For exactly this reason, I am not on Facebook. I keep wondering why are people thinking this way while I am thinking another way. That causes a lot of self-doubt and toxicity. After a point, it gets to you. So I restrict myself to film promotions.

What’s that one film that hooked you to cinema?

Chotta Chetan. I was not exposed to world cinema then and it is only recently that I started watching them. I was always into films and even though I didn’t know direction I wanted to be a director.

What’s your kind of cinema?

There is a misconception here that realistic cinema is very realistically shot. Revenant is very realistic, but it's cinematically shot.
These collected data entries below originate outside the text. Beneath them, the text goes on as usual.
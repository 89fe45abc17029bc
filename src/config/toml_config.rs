use crate::config::Settings;
use crate::utils::error::{AppError, Result};
use crate::utils::validation::Validate;
use serde::{Deserialize, Serialize};
use std::path::Path;

#[derive(Debug, Clone, Default, Serialize, Deserialize)]
pub struct TomlConfig {
    #[serde(default)]
    pub api: ApiSection,
    #[serde(default)]
    pub storage: StorageSection,
}

#[derive(Debug, Clone, Default, Serialize, Deserialize)]
pub struct ApiSection {
    pub base_url: Option<String>,
    pub timeout_seconds: Option<u64>,
}

#[derive(Debug, Clone, Default, Serialize, Deserialize)]
pub struct StorageSection {
    pub token_store: Option<String>,
}

impl TomlConfig {
    /// 從 TOML 檔案載入配置
    pub fn from_file<P: AsRef<Path>>(path: P) -> Result<Self> {
        let content = std::fs::read_to_string(&path)?;
        Self::from_toml_str(&content)
    }

    /// 從 TOML 字串解析配置
    pub fn from_toml_str(content: &str) -> Result<Self> {
        let processed_content = Self::substitute_env_vars(content)?;

        toml::from_str(&processed_content).map_err(|e| AppError::ConfigValidationError {
            field: "toml_parsing".to_string(),
            message: format!("TOML parsing error: {}", e),
        })
    }

    /// 替換環境變數 (例如 ${BACKEND_URL})
    fn substitute_env_vars(content: &str) -> Result<String> {
        use regex::Regex;
        let re = Regex::new(r"\$\{([^}]+)\}").map_err(|e| AppError::ConfigError {
            message: format!("Invalid substitution pattern: {}", e),
        })?;

        let result = re.replace_all(content, |caps: &regex::Captures| {
            let var_name = &caps[1];
            std::env::var(var_name).unwrap_or_else(|_| format!("${{{}}}", var_name))
        });

        Ok(result.to_string())
    }

    /// File values take precedence over `settings`.
    pub fn apply_to(&self, settings: &mut Settings) {
        if let Some(base_url) = &self.api.base_url {
            settings.base_url = base_url.clone();
        }
        if let Some(timeout) = self.api.timeout_seconds {
            settings.timeout_seconds = Some(timeout);
        }
        if let Some(token_store) = &self.storage.token_store {
            settings.token_store = token_store.clone();
        }
    }
}

impl Validate for TomlConfig {
    fn validate(&self) -> Result<()> {
        if let Some(base_url) = &self.api.base_url {
            crate::utils::validation::validate_url("api.base_url", base_url)?;
        }
        if let Some(token_store) = &self.storage.token_store {
            crate::utils::validation::validate_path("storage.token_store", token_store)?;
        }
        Ok(())
    }
}
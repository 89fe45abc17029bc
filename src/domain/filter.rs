//! Pure roster projections. Views call these after every state change.

use crate::domain::model::{Coach, Student, YearFilter};

fn contains_ignore_case(haystack: &str, needle_lower: &str) -> bool {
    haystack.to_lowercase().contains(needle_lower)
}

/// First name, last name (both case-insensitive) or the coach number as text
/// (literal substring).
pub fn coach_matches(coach: &Coach, search: &str) -> bool {
    let needle = search.to_lowercase();
    contains_ignore_case(&coach.first_name, &needle)
        || contains_ignore_case(&coach.last_name, &needle)
        || coach.coach_id.to_string().contains(search)
}

pub fn filter_coaches<'a>(coaches: &'a [Coach], search: &str) -> Vec<&'a Coach> {
    coaches.iter().filter(|c| coach_matches(c, search)).collect()
}

pub fn student_matches(student: &Student, search: &str, year: YearFilter) -> bool {
    contains_ignore_case(&student.full_name(), &search.to_lowercase())
        && year.accepts(&student.year_level)
}

pub fn filter_students<'a>(
    students: &'a [Student],
    search: &str,
    year: YearFilter,
) -> Vec<&'a Student> {
    students
        .iter()
        .filter(|s| student_matches(s, search, year))
        .collect()
}
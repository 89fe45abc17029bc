use crate::utils::error::{AppError, Result};
use url::Url;

pub trait Validate {
    fn validate(&self) -> Result<()>;
}

pub fn validate_url(field_name: &str, url_str: &str) -> Result<()> {
    if url_str.is_empty() {
        return Err(AppError::InvalidConfigValueError {
            field: field_name.to_string(),
            value: url_str.to_string(),
            reason: "URL cannot be empty".to_string(),
        });
    }

    match Url::parse(url_str) {
        Ok(url) => match url.scheme() {
            "http" | "https" => Ok(()),
            scheme => Err(AppError::InvalidConfigValueError {
                field: field_name.to_string(),
                value: url_str.to_string(),
                reason: format!("Unsupported URL scheme: {}", scheme),
            }),
        },
        Err(e) => Err(AppError::InvalidConfigValueError {
            field: field_name.to_string(),
            value: url_str.to_string(),
            reason: format!("Invalid URL format: {}", e),
        }),
    }
}

pub fn validate_path(field_name: &str, path: &str) -> Result<()> {
    if path.is_empty() {
        return Err(AppError::InvalidConfigValueError {
            field: field_name.to_string(),
            value: path.to_string(),
            reason: "Path cannot be empty".to_string(),
        });
    }

    if path.contains('\0') {
        return Err(AppError::InvalidConfigValueError {
            field: field_name.to_string(),
            value: path.to_string(),
            reason: "Path contains null bytes".to_string(),
        });
    }

    Ok(())
}

pub fn validate_range<T: PartialOrd + std::fmt::Display + Copy>(
    field_name: &str,
    value: T,
    min: T,
    max: T,
) -> Result<()> {
    if value < min || value > max {
        return Err(AppError::InvalidConfigValueError {
            field: field_name.to_string(),
            value: value.to_string(),
            reason: format!("Value must be between {} and {}", min, max),
        });
    }
    Ok(())
}

pub fn validate_non_empty_string(field_name: &str, value: &str) -> Result<()> {
    if value.trim().is_empty() {
        return Err(AppError::InvalidConfigValueError {
            field: field_name.to_string(),
            value: value.to_string(),
            reason: "Value cannot be empty or whitespace-only".to_string(),
        });
    }
    Ok(())
}

/// Checks `value` against a fixed list of accepted option values.
pub fn validate_one_of(field_name: &str, value: &str, allowed: &[&str]) -> Result<()> {
    if allowed.contains(&value) {
        return Ok(());
    }
    Err(AppError::InvalidConfigValueError {
        field: field_name.to_string(),
        value: value.to_string(),
        reason: format!("Allowed values: {}", allowed.join(", ")),
    })
}
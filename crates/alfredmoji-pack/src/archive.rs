//! Archive builder: zips the staged files into a flat `.alfredsnippets`
//! bundle.

use std::fs::File;
use std::io::{self, BufWriter};
use std::path::{Path, PathBuf};

use tracing::debug;
use zip::write::SimpleFileOptions;
use zip::{CompressionMethod, ZipWriter};

use crate::error::ArchiveError;

/// Zip `files` into `dest`, each under its base name.
///
/// Contents are copied byte for byte. The archive is assembled at
/// `<dest>.part` and renamed into place only once every file went in; on any
/// failure the partial file is removed and `dest` is left untouched.
pub fn build_archive(dest: &Path, files: &[PathBuf]) -> Result<(), ArchiveError> {
    let partial = partial_path(dest);
    match write_zip(&partial, files) {
        Ok(()) => std::fs::rename(&partial, dest).map_err(|source| ArchiveError::Io {
            path: dest.to_path_buf(),
            source,
        }),
        Err(err) => {
            let _ = std::fs::remove_file(&partial);
            Err(err)
        }
    }
}

fn write_zip(target: &Path, files: &[PathBuf]) -> Result<(), ArchiveError> {
    let out = File::create(target).map_err(|source| ArchiveError::Io {
        path: target.to_path_buf(),
        source,
    })?;
    let mut zip = ZipWriter::new(BufWriter::new(out));
    let options = SimpleFileOptions::default().compression_method(CompressionMethod::Deflated);

    for path in files {
        let io_err = |source| ArchiveError::Io {
            path: path.clone(),
            source,
        };
        let mut input = File::open(path).map_err(io_err)?;
        let name = entry_name(path).ok_or_else(|| {
            io_err(io::Error::new(io::ErrorKind::InvalidInput, "path has no file name"))
        })?;

        debug!("adding {name}");
        zip.start_file(name, options)?;
        io::copy(&mut input, &mut zip).map_err(io_err)?;
    }

    zip.finish()?
        .into_inner()
        .map_err(|err| ArchiveError::Io {
            path: target.to_path_buf(),
            source: err.into_error(),
        })?;
    Ok(())
}

fn entry_name(path: &Path) -> Option<String> {
    path.file_name().map(|n| n.to_string_lossy().into_owned())
}

fn partial_path(dest: &Path) -> PathBuf {
    let mut name = dest.as_os_str().to_owned();
    name.push(".part");
    PathBuf::from(name)
}
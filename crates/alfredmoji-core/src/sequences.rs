//! Line parser for `emoji-sequences.txt`.
//!
//! ```text
//! 1F600         ; Basic_Emoji  ; grinning face           # E1.0   [1] (😀)
//! 231A..231B    ; Basic_Emoji  ; watch..hourglass done   # E0.6   [2] (⌚..⌛)
//! ```
//!
//! Each line stands alone; there is no header context. A `..` range is kept
//! as its two literal endpoints and paired positionally with the endpoints
//! of the description range. Intermediate code points of a range are NOT
//! enumerated.

use crate::types::{EmojiRecord, Glyph};

const FIELD_SEPARATOR: char = ';';
const COMMENT: char = '#';
const RANGE: &str = "..";

/// Parse one line into zero or more records.
///
/// Returns an empty vector for comments, blank lines and anything with fewer
/// than three `;` fields. When the code-point side has more endpoints than
/// the description side, the surplus is dropped.
pub fn parse_line(line: &str) -> Vec<EmojiRecord> {
    if line.trim_start().starts_with(COMMENT) {
        return Vec::new();
    }

    let fields: Vec<&str> = line.split(FIELD_SEPARATOR).collect();
    if fields.len() < 3 {
        return Vec::new();
    }

    let code_points = fields[0].trim();
    if code_points.is_empty() {
        return Vec::new();
    }
    let description = fields[2].split(COMMENT).next().unwrap_or_default().trim();

    let descriptions: Vec<&str> = description.split(RANGE).collect();
    code_points
        .split(RANGE)
        .zip(descriptions)
        .map(|(cp, desc)| EmojiRecord::new(Glyph::CodePoints(cp.trim().to_string()), desc.trim()))
        .collect()
}

/// Parse every line, concatenating the records in input order.
pub fn parse_lines<I, S>(lines: I) -> impl Iterator<Item = EmojiRecord>
where
    I: IntoIterator<Item = S>,
    S: AsRef<str>,
{
    lines.into_iter().flat_map(|line| parse_line(line.as_ref()))
}
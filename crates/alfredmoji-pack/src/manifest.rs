//! Static pack assets: `info.plist` and `icon.png`.

use std::path::{Path, PathBuf};

pub const INFO_PLIST: &str = "info.plist";
pub const ICON: &str = "icon.png";

const DEFAULT_ICON: &[u8] = include_bytes!("../assets/icon.png");

/// Property list declaring the keyword prefix and suffix Alfred wraps
/// around every snippet keyword (`:grinning-face:` with the defaults).
pub fn info_plist(keyword_prefix: &str, keyword_suffix: &str) -> String {
    format!(
        r#"<?xml version="1.0" encoding="UTF-8"?>
<!DOCTYPE plist PUBLIC "-//Apple//DTD PLIST 1.0//EN" "http://www.apple.com/DTDs/PropertyList-1.0.dtd">
<plist version="1.0">
<dict>
    <key>snippetkeywordprefix</key>
    <string>{}</string>
    <key>snippetkeywordsuffix</key>
    <string>{}</string>
</dict>
</plist>"#,
        escape_xml(keyword_prefix),
        escape_xml(keyword_suffix),
    )
}

/// Write `info.plist` into `dir`.
pub fn write_info_plist(
    dir: &Path,
    keyword_prefix: &str,
    keyword_suffix: &str,
) -> std::io::Result<PathBuf> {
    let path = dir.join(INFO_PLIST);
    std::fs::write(&path, info_plist(keyword_prefix, keyword_suffix))?;
    Ok(path)
}

/// Write `icon.png` into `dir`: a copy of `custom` if given, otherwise the
/// built-in icon.
pub fn write_icon(dir: &Path, custom: Option<&Path>) -> std::io::Result<PathBuf> {
    let path = dir.join(ICON);
    match custom {
        Some(src) => {
            std::fs::copy(src, &path)?;
        }
        None => std::fs::write(&path, DEFAULT_ICON)?,
    }
    Ok(path)
}

fn escape_xml(s: &str) -> String {
    s.replace('&', "&amp;")
        .replace('<', "&lt;")
        .replace('>', "&gt;")
}
//! Label normalisation.
//!
//! Descriptions end up as snippet keywords and as part of file names, so
//! they must be free of whitespace and of the punctuation Alfred and the
//! filesystem choke on.

/// Characters removed outright from descriptions: comma, colon and the four
/// typographic quotes (U+2018, U+2019, U+201C, U+201D).
const STRIPPED: &[char] = &[',', ':', '\u{2018}', '\u{2019}', '\u{201C}', '\u{201D}'];

/// Collapse every whitespace run into a single `-` and drop [`STRIPPED`]
/// characters.
///
/// The result is idempotent: normalising twice gives the same string.
pub fn normalize_description(description: &str) -> String {
    description
        .split_whitespace()
        .collect::<Vec<_>>()
        .join("-")
        .chars()
        .filter(|c| !STRIPPED.contains(c))
        .collect()
}

/// Clean up a `# subgroup:` label: `&` becomes `and`, whitespace runs become
/// `-`.
pub fn normalize_subgroup(subgroup: &str) -> String {
    subgroup
        .replace('&', "and")
        .split_whitespace()
        .collect::<Vec<_>>()
        .join("-")
}
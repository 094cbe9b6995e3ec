//! alfredmoji-core — data model and line parsers for alfredmoji.
//!
//! This crate holds everything that is a pure function of the Unicode emoji
//! data text: the record types, the two line parsers, the description
//! normaliser and the code-point resolver. The only I/O it performs is
//! loading [`config::Config`].
//!
//! # Architecture
//!
//! ```text
//! Fetcher ──► Line Parser ──► (Code-Point Resolver) ──► Record Emitter ──► Archive Builder
//!  feeds        core              core                     pack                pack
//! ```
//!
//! Data flows strictly left to right; nothing reads back from a downstream
//! stage.

pub mod codepoint;
pub mod config;
pub mod normalize;
pub mod sequences;
pub mod test_format;
pub mod types;

pub use types::{EmojiRecord, Glyph, Qualification, SourceFormat};
//! alfredmoji-feeds — emoji data sources for alfredmoji.
//!
//! Each source yields the raw lines of one Unicode data file. The pipeline
//! only sees the [`LineSource`] trait, so a cached download, a plain local
//! file and a test double are interchangeable.

pub mod cached;
pub mod file;
pub mod http;

pub use cached::CachedSource;
pub use file::FileSource;
pub use http::HttpSource;

use std::path::{Path, PathBuf};

use alfredmoji_core::config::Config;
use alfredmoji_core::SourceFormat;

/// Failure to obtain source lines. Fatal to a run: without lines there is
/// nothing to convert.
#[derive(Debug, thiserror::Error)]
pub enum FetchError {
    /// Transport failure or non-success HTTP status.
    #[error("failed to download {url}: {source}")]
    Http {
        url: String,
        #[source]
        source: ureq::Error,
    },
    /// Local read failure.
    #[error("failed to read {}: {source}", path.display())]
    Io {
        path: PathBuf,
        #[source]
        source: std::io::Error,
    },
}

/// Something that can produce the lines of an emoji data file.
pub trait LineSource {
    /// Human-readable origin, for log lines.
    fn describe(&self) -> String;

    /// Fetch every line, in order, with line terminators removed.
    fn fetch_lines(&self) -> Result<Vec<String>, FetchError>;
}

impl<S: LineSource + ?Sized> LineSource for &S {
    fn describe(&self) -> String {
        (**self).describe()
    }

    fn fetch_lines(&self) -> Result<Vec<String>, FetchError> {
        (**self).fetch_lines()
    }
}

/// Split a text body into lines, dropping `\n` / `\r\n` terminators.
pub fn split_lines(body: &str) -> Vec<String> {
    body.lines().map(str::to_string).collect()
}

/// Cache location for `url`: `<cache_dir>/<version>/<basename of url>`.
///
/// Keying on the version keeps two data revisions from clobbering each
/// other's cached copy.
pub fn cache_path(cache_dir: &Path, version: &str, url: &str) -> PathBuf {
    let name = url
        .rsplit('/')
        .find(|segment| !segment.is_empty())
        .unwrap_or("emoji-data.txt");
    cache_dir.join(version).join(name)
}

/// The configured unicode.org download for `format`, cached under
/// `paths.cache_dir`.
pub fn remote_source(config: &Config, format: SourceFormat) -> CachedSource<HttpSource> {
    let url = config.source.url_for(format);
    let cache = cache_path(
        &config.paths.cache_dir,
        config.source.version_for(format),
        &url,
    );
    CachedSource::new(HttpSource::new(url), cache)
}
//! Local file source.

use std::path::PathBuf;

use crate::{split_lines, FetchError, LineSource};

/// Reads lines from a file already on disk.
#[derive(Debug, Clone)]
pub struct FileSource {
    path: PathBuf,
}

impl FileSource {
    pub fn new(path: impl Into<PathBuf>) -> Self {
        Self { path: path.into() }
    }

    pub fn path(&self) -> &std::path::Path {
        &self.path
    }
}

impl LineSource for FileSource {
    fn describe(&self) -> String {
        self.path.display().to_string()
    }

    fn fetch_lines(&self) -> Result<Vec<String>, FetchError> {
        let body = std::fs::read_to_string(&self.path).map_err(|source| FetchError::Io {
            path: self.path.clone(),
            source,
        })?;
        Ok(split_lines(&body))
    }
}

#[cfg(test)]
mod tests {
    use super::*;

    #[test]
    fn reads_lines() {
        let dir = tempfile::tempdir().unwrap();
        let path = dir.path().join("emoji-test.txt");
        std::fs::write(&path, "# subgroup: face-smiling\r\n1F600 ; fully-qualified # 😀 E1.0 grinning face\n").unwrap();

        let lines = FileSource::new(&path).fetch_lines().unwrap();
        assert_eq!(lines.len(), 2);
        assert_eq!(lines[0], "# subgroup: face-smiling");
    }

    #[test]
    fn missing_file_is_io_error() {
        let dir = tempfile::tempdir().unwrap();
        let err = FileSource::new(dir.path().join("nope.txt")).fetch_lines().unwrap_err();
        assert!(matches!(err, FetchError::Io { .. }));
    }
}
A balance is what we try to achieve and convey to the actors. My kind of cinema is a very realistically performed cinema shot in a very cinematic way. I should feel goosebumps. I love Marvel films; the emotions and dialogues are so real yet shot in a very cinematic way. But nothing is being hidden in the movie process. I like Anjali Menon’s films and recently loved Lucifer (huge Mohanlal fan!). I really loved the canvassing and performances and the way it was shot. From a filmmaker's mindset, the shot division is interesting.

Who are the filmmakers who inspired you?

Priyadarshan, Anwar Rasheed. Shaji Kailas. I prefer all the mainstream directors.

And are you ok with the 'A' Certificate for Kala?

According to the censor rules more than five-minute action scenes require 'A' Certificate and besides there is strong language and raw violence in it. It had to go without cuts and beeps, anything else would have taken away the essence of the film. I was expecting an 'A 'certificate. With Iblis, I was trying to prove to myself that I am ok. But Kala is for the audience.